What is TMD (Temporomandibular Joint Disorder)?

Temporomandibular disorder, or TMD, describes a range of issues arising from in and around the temporomandibular joint (TMJ). These involve: night-time grinding or clenching; tooth wear and cracks in teeth; clicking or pain when opening and closing the lower jaw; pain resulting from long periods of mouth opening; or limited capacity for mouth opening. The causes of these symptoms usually have many factors involved.

So where do we start? Firstly, your general dentist will assess your symptoms and possible causes of TMD, then will tailor your treatment accordingly.

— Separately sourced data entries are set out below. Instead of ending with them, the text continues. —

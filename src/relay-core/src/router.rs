//! Per-message decision logic shared by every chat adapter.

use std::sync::Arc;

use relay_executor::Executor;
use tracing::{debug, info, warn};

use crate::chunker::deliver;
use crate::commands::{Command, CommandStyle};
use crate::session::Session;
use crate::transport::{ChatTransport, InboundMessage, TextFormat};

/// Acknowledgement for `/reset`.
pub const RESET_MESSAGE: &str = "🔄 Session reset. Starting fresh conversation.";

/// `/status` reply when no conversation is active.
pub const NO_SESSION_MESSAGE: &str = "ℹ️ No active session. Next message will start a new one.";

/// Indicator shown while the daily briefing runs.
pub const START_DAY_MESSAGE: &str =
    "🌅 Starting your day... Reading context and reviewing tasks...";

/// Indicator shown while a prompt runs.
pub const PROCESSING_MESSAGE: &str = "🧠 Processing...";

/// What [`Router::handle`] did with a message.
#[derive(Debug, Clone, Copy, PartialEq, Eq)]
pub enum Disposition {
    /// Sender is not the allowed user; nothing was sent.
    Unauthorized,
    /// Empty text; nothing was sent.
    Ignored,
    /// `/reset` handled.
    Reset,
    /// `/status` handled.
    Status,
    /// `/start` briefing ran.
    Started,
    /// Text was forwarded to the executor.
    Prompted,
}

/// Routes inbound messages for one chat platform.
pub struct Router<T> {
    transport: T,
    executor: Arc<dyn Executor>,
    allowed_sender: String,
    style: CommandStyle,
}

impl<T: ChatTransport> Router<T> {
    /// Create a router answering only `allowed_sender`.
    pub fn new(
        transport: T,
        executor: Arc<dyn Executor>,
        allowed_sender: impl Into<String>,
        style: CommandStyle,
    ) -> Self {
        Self {
            transport,
            executor,
            allowed_sender: allowed_sender.into(),
            style,
        }
    }

    /// Get the transport.
    pub fn transport(&self) -> &T {
        &self.transport
    }

    /// Get the executor.
    pub fn executor(&self) -> &Arc<dyn Executor> {
        &self.executor
    }

    /// Handle one message to completion.
    ///
    /// Executor calls are awaited here, so an adapter that awaits this
    /// method handles its messages strictly one at a time.
    pub async fn handle(&self, session: &mut Session, msg: InboundMessage) -> Disposition {
        let platform = self.transport.name();

        if msg.sender != self.allowed_sender {
            warn!("[{}] Unauthorized access attempt from user ID: {}", platform, msg.sender);
            return Disposition::Unauthorized;
        }

        if msg.text.is_empty() {
            return Disposition::Ignored;
        }

        info!("[{}] Received message from authorized user", platform);
        debug!("[{}] Message text: {}", platform, msg.text);

        match Command::parse(&msg.text, self.style) {
            Some(Command::Reset) => {
                session.reset();
                info!("[{}] Session reset", platform);
                self.notify(&msg.conversation, RESET_MESSAGE).await;
                Disposition::Reset
            }
            Some(Command::Status) => {
                let status = match session.id() {
                    Some(id) => format!("✅ Active session: {}", id),
                    None => NO_SESSION_MESSAGE.to_string(),
                };
                self.notify(&msg.conversation, &status).await;
                Disposition::Status
            }
            Some(Command::Start) => {
                session.reset();
                info!("[{}] Starting day with {}", platform, self.executor.name());
                let prompt = self.executor.start_prompt().to_string();
                self.run_prompt(session, &msg.conversation, &prompt, START_DAY_MESSAGE)
                    .await;
                Disposition::Started
            }
            None => {
                self.run_prompt(session, &msg.conversation, &msg.text, PROCESSING_MESSAGE)
                    .await;
                Disposition::Prompted
            }
        }
    }

    async fn run_prompt(
        &self,
        session: &mut Session,
        conversation: &str,
        prompt: &str,
        indicator: &str,
    ) {
        let platform = self.transport.name();
        let indicator_ref = self.notify(conversation, indicator).await;

        let execution = self.executor.execute(prompt, session.id()).await;

        if let Some(id) = execution.session_id.as_deref() {
            info!("[{}] Session ID: {}", platform, id);
        }
        session.advance(execution.session_id);

        if let Some(message_ref) = indicator_ref {
            if let Err(e) = self.transport.delete(conversation, &message_ref).await {
                warn!("[{}] Failed to delete message: {}", platform, e);
            }
        }

        deliver(&self.transport, conversation, &execution.response).await;
    }

    /// Send a short plain message, logging failures.
    async fn notify(&self, conversation: &str, text: &str) -> Option<String> {
        match self.transport.send(conversation, text, TextFormat::Plain).await {
            Ok(message_ref) => message_ref,
            Err(e) => {
                warn!("[{}] Failed to send message: {}", self.transport.name(), e);
                None
            }
        }
    }
}

#[cfg(test)]
mod tests {
    use super::*;
    use crate::testing::{RecordingTransport, SendMode, StubExecutor};
    use pretty_assertions::assert_eq;
    use relay_executor::START_PROMPT;

    const OWNER: &str = "42";

    fn router(
        transport: RecordingTransport,
        executor: &Arc<StubExecutor>,
        style: CommandStyle,
    ) -> Router<RecordingTransport> {
        let executor: Arc<dyn Executor> = executor.clone();
        Router::new(transport, executor, OWNER, style)
    }

    fn from_owner(text: &str) -> InboundMessage {
        InboundMessage::new(OWNER, "chat-1", text)
    }

    fn active_session(id: &str) -> Session {
        let mut session = Session::new();
        session.advance(Some(id.to_string()));
        session
    }

    #[tokio::test]
    async fn test_unauthorized_sender_is_dropped() {
        let executor = Arc::new(StubExecutor::new("R", Some("S")));
        let router = router(RecordingTransport::new(4096), &executor, CommandStyle::SlashOnly);
        let mut session = active_session("keep");

        for text in ["hello", "/reset", "/status", "/start"] {
            let msg = InboundMessage::new("7", "chat-1", text);
            assert_eq!(router.handle(&mut session, msg).await, Disposition::Unauthorized);
        }

        assert_eq!(router.transport().attempts(), 0);
        assert!(executor.calls().is_empty());
        assert_eq!(session.id(), Some("keep"));
    }

    #[tokio::test]
    async fn test_empty_text_is_ignored() {
        let executor = Arc::new(StubExecutor::new("R", Some("S")));
        let router = router(RecordingTransport::new(4096), &executor, CommandStyle::SlashOnly);
        let mut session = Session::new();

        assert_eq!(router.handle(&mut session, from_owner("")).await, Disposition::Ignored);
        assert_eq!(router.transport().attempts(), 0);
        assert!(executor.calls().is_empty());
    }

    #[tokio::test]
    async fn test_reset_clears_and_acknowledges() {
        let executor = Arc::new(StubExecutor::new("R", Some("S")));
        let router = router(RecordingTransport::new(4096), &executor, CommandStyle::SlashOnly);

        for mut session in [Session::new(), active_session("old")] {
            let disposition = router.handle(&mut session, from_owner("/reset")).await;
            assert_eq!(disposition, Disposition::Reset);
            assert_eq!(session.id(), None);
        }

        assert_eq!(router.transport().sent_texts(), vec![RESET_MESSAGE, RESET_MESSAGE]);
        assert!(executor.calls().is_empty());
    }

    #[tokio::test]
    async fn test_status_reports_without_mutating() {
        let executor = Arc::new(StubExecutor::new("R", Some("S")));
        let router = router(RecordingTransport::new(4096), &executor, CommandStyle::SlashOnly);

        let mut empty = Session::new();
        router.handle(&mut empty, from_owner("/status")).await;
        let mut active = active_session("abc-123");
        router.handle(&mut active, from_owner("/status")).await;

        assert_eq!(empty, Session::new());
        assert_eq!(active.id(), Some("abc-123"));
        assert_eq!(
            router.transport().sent_texts(),
            vec![NO_SESSION_MESSAGE, "✅ Active session: abc-123"]
        );
        assert!(executor.calls().is_empty());
    }

    #[tokio::test]
    async fn test_prompt_runs_with_session_and_delivers() {
        let executor = Arc::new(StubExecutor::new("the answer", Some("new-id")));
        let router = router(RecordingTransport::new(4096), &executor, CommandStyle::SlashOnly);
        let mut session = active_session("old-id");

        let disposition = router.handle(&mut session, from_owner("what's up?")).await;

        assert_eq!(disposition, Disposition::Prompted);
        assert_eq!(
            executor.calls(),
            vec![("what's up?".to_string(), Some("old-id".to_string()))]
        );
        assert_eq!(session.id(), Some("new-id"));
        assert_eq!(
            router.transport().sent(),
            vec![
                (
                    "chat-1".to_string(),
                    PROCESSING_MESSAGE.to_string(),
                    TextFormat::Plain
                ),
                (
                    "chat-1".to_string(),
                    "the answer".to_string(),
                    TextFormat::Markup
                ),
            ]
        );
        assert_eq!(
            router.transport().deleted(),
            vec![("chat-1".to_string(), "msg-1".to_string())]
        );
    }

    #[tokio::test]
    async fn test_prompt_without_new_session_keeps_old() {
        let executor = Arc::new(StubExecutor::new("❌ Error:\nboom", None));
        let router = router(RecordingTransport::new(4096), &executor, CommandStyle::SlashOnly);
        let mut session = active_session("old-id");

        router.handle(&mut session, from_owner("hi")).await;
        assert_eq!(session.id(), Some("old-id"));
    }

    #[tokio::test]
    async fn test_start_clears_session_and_runs_briefing() {
        let executor = Arc::new(StubExecutor::new("briefing", Some("day-1")));
        let router = router(RecordingTransport::new(4096), &executor, CommandStyle::SlashOnly);
        let mut session = active_session("old-id");

        let disposition = router.handle(&mut session, from_owner("/start")).await;

        assert_eq!(disposition, Disposition::Started);
        assert_eq!(executor.calls(), vec![(START_PROMPT.to_string(), None)]);
        assert_eq!(session.id(), Some("day-1"));
        assert_eq!(
            router.transport().sent_texts(),
            vec![START_DAY_MESSAGE, "briefing"]
        );
        assert_eq!(router.transport().deleted().len(), 1);
    }

    #[tokio::test]
    async fn test_bare_commands_depend_on_style() {
        let executor = Arc::new(StubExecutor::new("R", Some("S")));

        let slack = router(RecordingTransport::new(3000), &executor, CommandStyle::SlashOrBare);
        let mut session = active_session("old");
        assert_eq!(slack.handle(&mut session, from_owner("reset")).await, Disposition::Reset);
        assert_eq!(session.id(), None);

        let telegram = router(RecordingTransport::new(4096), &executor, CommandStyle::SlashOnly);
        let mut session = Session::new();
        assert_eq!(
            telegram.handle(&mut session, from_owner("reset")).await,
            Disposition::Prompted
        );
        assert_eq!(executor.calls(), vec![("reset".to_string(), None)]);
    }

    #[tokio::test]
    async fn test_indicator_failures_are_not_fatal() {
        let executor = Arc::new(StubExecutor::new("answer", Some("S")));
        let transport = RecordingTransport::new(4096).with_mode(SendMode::RejectContaining("🧠"));
        let router = router(transport, &executor, CommandStyle::SlashOnly);
        let mut session = Session::new();

        router.handle(&mut session, from_owner("hi")).await;

        assert_eq!(router.transport().sent_texts(), vec!["answer"]);
        assert!(router.transport().deleted().is_empty());
        assert_eq!(session.id(), Some("S"));
    }

    #[tokio::test]
    async fn test_delete_skipped_without_message_ref() {
        let executor = Arc::new(StubExecutor::new("answer", None));
        let transport = RecordingTransport::new(4096).without_message_refs();
        let router = router(transport, &executor, CommandStyle::SlashOnly);

        router.handle(&mut Session::new(), from_owner("hi")).await;

        assert!(router.transport().deleted().is_empty());
        assert_eq!(router.transport().sent_texts(), vec![PROCESSING_MESSAGE, "answer"]);
    }

    #[tokio::test]
    async fn test_delete_failure_still_delivers() {
        let executor = Arc::new(StubExecutor::new("answer", None));
        let transport = RecordingTransport::new(4096).rejecting_deletes();
        let router = router(transport, &executor, CommandStyle::SlashOnly);

        router.handle(&mut Session::new(), from_owner("hi")).await;

        assert_eq!(router.transport().sent_texts(), vec![PROCESSING_MESSAGE, "answer"]);
    }

    #[tokio::test]
    async fn test_reply_failure_does_not_touch_session() {
        let executor = Arc::new(StubExecutor::new("R", Some("S")));
        let transport = RecordingTransport::new(4096).with_mode(SendMode::RejectAll);
        let router = router(transport, &executor, CommandStyle::SlashOnly);
        let mut session = active_session("old");

        assert_eq!(router.handle(&mut session, from_owner("/reset")).await, Disposition::Reset);
        assert_eq!(session.id(), None);
    }

    #[tokio::test]
    async fn test_long_response_is_chunked() {
        let response = format!("{}\n{}", "a".repeat(3000), "b".repeat(2000));
        let executor = Arc::new(StubExecutor::new(&response, None));
        let router = router(RecordingTransport::new(3000), &executor, CommandStyle::SlashOrBare);

        router.handle(&mut Session::new(), from_owner("long please")).await;

        let texts = router.transport().sent_texts();
        assert_eq!(texts.len(), 3);
        assert_eq!(texts[1], "a".repeat(3000));
        assert_eq!(texts[2], format!("\n{}", "b".repeat(2000)));
    }
}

The temporomandibular joints (TMJ) provide the pivot points for the lower jaw’s range of movement. This joint can suffer damage over time from disc displacement (clicking or locking), arthritic wear, or other pathological issues.
The masseters are the main muscles of mastication involved in chewing. If these become overworked they can become hypertrophic (enlarged), may become tender, and lead to further grinding and clenching.
Wear tends to occur on the chewing surfaces of teeth over time due to excessive grinding. The small lower incisors shows the most wear but wear will also be occurring on all the teeth. In severe cases, the wear can be quite significant and lead to shorter teeth and reducing the vertical dimension of your bite.
The necks of teeth can also suffer abfraction, which is wear that leads to concavities here and exposes dentine. The exposed dentine can be quite sensitive and since this part of the tooth is less dense, further wear or decay is likely to develop here.
A major muscle of mastication that stretches out laterally here is called the temporalis. If increased tension is experienced here, headaches are commonly experienced.
Those who suffer TMD may find that their jaws fatigue quickly after holding there mouths open for a short period of time. This is generally because of the overworked muscles of mastication that work in the opposite direction to close the jaw.
Congestion in the nasal sinuses may lead to increased mouth breathing and this can increase the likelihood of congestive sleep apnoea. It is important to search for any issues that be contributing to TMD when selecting a treatment protocol.

Causes of TMD

Congestive sleep apnoea: occurs as a result of your tongue rolling back in your mouth at night, blocking your airways. Grinding and clenching may occur as an attempt to wake yourself up at night. Specialised splints or C-PAP machines can be useful in treating this condition.

Crooked teeth have been occasionally associated with TMD, though usually when there are more significant bite problems. Teeth straightening, at times with jaw repositioning surgery, may help to reset your bite into a more harmonious position.

Anxiety, stress, and personality quirks may just lead some people to grind without any other clearly defined cause.

What are the treatment options?

Splints

If sleep apnoea and bite discrepancies don’t seem to play a large role we usually start with a splint. This is a clear plastic mouthguard you wear on your top teeth at night. These are specially fitted for your teeth so they don’t fall out easily and provide an even bite with a free range of movement. These will not stop your grinding or clenching, but it will help to reduce it and ease forces. The plastic material acts as a buffer between your teeth and protects them from wear and cracks. The splint can look bulky at first, but after a couple of weeks most people adapt fairly well. For our splints, we use a hard firm material on the outside and a gel layer on the inside fitting surface. These are generally reported as far more comfortable than the standard plain hard splint design.

Splints are specially moulded to your teeth to ensure they will stay on all night snugly.
At Smile Design Dental we use a gel internal layer to ensure comfort.
Hard plastic outer layer will keep the splint’s stability and absorb the wear from nocturnal grinding. The bite will be fairly even to ensure forces are well distributed and avoiding any locking from the joints.

Muscle Relaxant Injectables

Muscle relaxant injectables provide an alternative to those who find a splint still too bulky. These can be injected into the overworked, enlarged chewing muscles. The masseters, bands of thick muscle at the back of your jaws, are usually injected first and reviewed 4-6 weeks later. The muscles will lose some strength so that they will naturally release when clenched, easing tightness. The temporalis, a band over the temple and stretching laterally across the skull, may also require injecting. The injectables typically last 4-6 months and can be seen to slim the jawline giving a nice aesthetic side effect.

Injectables into the masseter muscles will reduce strength and bulk. Allowing the jaw to open with less resistance and will reduce capacity to clench tightly for long periods. Reducing the bulk can help to slim the jawline.
A thin wide band of muscle over the temporals is the temporalis. When these muscles are overworked there is an increased tendency for headaches. Muscle relaxant injectables may be added here along with the masseters may be warranted in some cases.

Other treatments

Physiotherapy can also be used as an adjunct to the prior treatment methods. This will f on improving range of motion and decreasing tension. If your TMD is a little more complicated you may require a more specialised splint, anti-inflammatory or anti-anxiety medications. If there are physiological changes to the joints then surgery may be required. Arthritis or other changes can occur when TMD has been present for a long time without adequate intervention. These can be difficult to treat and may only provide a small improvement, therefore early management of TMD is critical.